Rows of unsold Tesla vehicles in a delivery lot, morning fog partially obscuring the identical white sedans stretching to the horizon
New Grok Times
TL;DR

Analysts halved Tesla's 2026 delivery growth forecast to 3.8%, with US sales down 17% in January and a third straight year of declining deliveries now feared.

MSM Perspective

Reuters reported the analyst downgrades as a consensus shift — the framing has moved from 'temporary setback' to structural demand erosion.

X Perspective

Tesla bears on X are pointing to collapsed delivery times and 7-year financing as demand signals, while bulls insist China growth will offset domestic losses.

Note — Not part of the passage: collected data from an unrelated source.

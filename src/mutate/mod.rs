// branchbot: per-commit branch automation
//
// SPDX-FileCopyrightText: 2026 Romeo Ahmed
// SPDX-License-Identifier: GPL-3.0-or-later

//! Content change applied before committing.
//!
//! ```text
//! <workspace>/<marker file>
//!   ...existing content...
//!   Updated at 2026-01-02 03:04:05 for commit abc123 of refs/heads/main
//! ```

use async_trait::async_trait;
use chrono::{DateTime, Local};
use std::io::{Error, ErrorKind};
use std::path::{Path, PathBuf};
use tokio::io::AsyncWriteExt;
use tracing::debug;

use crate::event::PushEvent;
use crate::workspace::Workspace;

/// Timestamp format of the marker line.
pub const TIMESTAMP_FORMAT: &str = "%Y-%m-%d %H:%M:%S";

/// Produces the working-tree change that the new branch commits.
#[async_trait]
pub trait FileMutator: Send + Sync {
    /// Applies the change inside `workspace`.
    ///
    /// # Errors
    ///
    /// Returns the I/O error if the change cannot be written.
    async fn mutate(&self, workspace: &Workspace, event: &PushEvent) -> std::io::Result<()>;

    /// Short description for logs and step diagnostics.
    fn describe(&self) -> String;
}

/// Appends a timestamped line to a file in the repository.
#[derive(Debug, Clone)]
pub struct MarkerFileMutator {
    relative_path: PathBuf,
    clock: fn() -> DateTime<Local>,
}

impl MarkerFileMutator {
    /// Marker file at `relative_path` (relative to the workspace root).
    pub fn new(relative_path: impl Into<PathBuf>) -> Self {
        Self {
            relative_path: relative_path.into(),
            clock: Local::now,
        }
    }

    /// Replaces the time source.
    #[must_use]
    pub const fn with_clock(mut self, clock: fn() -> DateTime<Local>) -> Self {
        self.clock = clock;
        self
    }

    /// The line appended for `event` at time `at`, without trailing newline.
    #[must_use]
    pub fn render_line(event: &PushEvent, at: DateTime<Local>) -> String {
        format!(
            "Updated at {} for commit {} of {}",
            at.format(TIMESTAMP_FORMAT),
            event.commit_id(),
            event.git_ref()
        )
    }
}

/// Fails if any existing component of `relative` below `root` is a symlink.
async fn refuse_symlinks(root: &Path, relative: &Path) -> std::io::Result<()> {
    let mut current = root.to_path_buf();
    for component in relative.components() {
        current.push(component);
        match tokio::fs::symlink_metadata(&current).await {
            Ok(meta) if meta.file_type().is_symlink() => {
                return Err(Error::new(
                    ErrorKind::InvalidInput,
                    format!("refusing to write through symlink '{}'", current.display()),
                ));
            }
            Ok(_) => {}
            Err(e) if e.kind() == ErrorKind::NotFound => return Ok(()),
            Err(e) => return Err(e),
        }
    }
    Ok(())
}

#[async_trait]
impl FileMutator for MarkerFileMutator {
    async fn mutate(&self, workspace: &Workspace, event: &PushEvent) -> std::io::Result<()> {
        refuse_symlinks(workspace.path(), &self.relative_path).await?;

        let path = workspace.path().join(&self.relative_path);
        if let Some(parent) = path.parent() {
            tokio::fs::create_dir_all(parent).await?;
        }

        let needs_newline = match tokio::fs::read(&path).await {
            Ok(existing) => existing.last().is_some_and(|&b| b != b'\n'),
            Err(e) if e.kind() == ErrorKind::NotFound => false,
            Err(e) => return Err(e),
        };

        let mut content = String::new();
        if needs_newline {
            content.push('\n');
        }
        content.push_str(&Self::render_line(event, (self.clock)()));
        content.push('\n');

        let mut file = tokio::fs::OpenOptions::new()
            .create(true)
            .append(true)
            .open(&path)
            .await?;
        file.write_all(content.as_bytes()).await?;
        file.flush().await?;

        debug!(file = %path.display(), "marker line appended");
        Ok(())
    }

    fn describe(&self) -> String {
        format!("append to {}", self.relative_path.display())
    }
}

Wall Street analysts have halved their 2026 delivery growth estimate for Tesla, cutting the projection from 8.2 percent to 3.8 percent. The revision is not a minor adjustment. It reflects a consensus shift from the belief that Tesla's demand problems are temporary to the recognition that they may be structural. [1]

The numbers tell a clear story. US sales fell 17 percent year-over-year in January. February continued the decline. March is on pace for the same. If the trend holds through the full year, 2026 will be Tesla's third consecutive year of delivery slides — a trajectory that no analyst was forecasting twelve months ago. The company that defined the electric vehicle category is now struggling to sell the vehicles it makes.

The demand signals visible to consumers are as telling as the sales data. Delivery times for most Tesla models have collapsed to one to three weeks, down from the three-to-six-month waits that characterized the company's peak demand period. When a car manufacturer can deliver in a week, it means the cars are sitting on lots. Tesla has also introduced seven-year financing options on certain models, a move that lowers monthly payments but extends the ownership commitment — a tool manufacturers deploy when the problem is not the car's price but the buyer's willingness to pay it.

China provides the only bright spot in the global picture. Tesla sold 127,728 vehicles in China during January and February, a 35 percent increase over the same period last year. The Chinese market has its own dynamics — aggressive pricing, government EV subsidies, and competition from BYD that forces Tesla to fight for every sale — but the growth is real. The question is whether it is large enough to offset the losses elsewhere.

Troy Teslike, a closely followed independent Tesla analyst, framed the problem in its starkest terms: "After a 1.1% drop in 2024, Tesla deliveries fell 8.6% in 2025. I expect an even bigger drop in 2026." The trajectory is not a correction. It is a curve bending in the wrong direction.

The causes are multiple and mutually reinforcing. Competition has intensified as legacy automakers and Chinese manufacturers have released compelling EVs at competitive prices. Brand damage from Elon Musk's political activities has pushed some buyers to alternatives. The novelty premium that Tesla once commanded — the willingness to pay more for a Tesla than for a comparable vehicle — has eroded as the market matures.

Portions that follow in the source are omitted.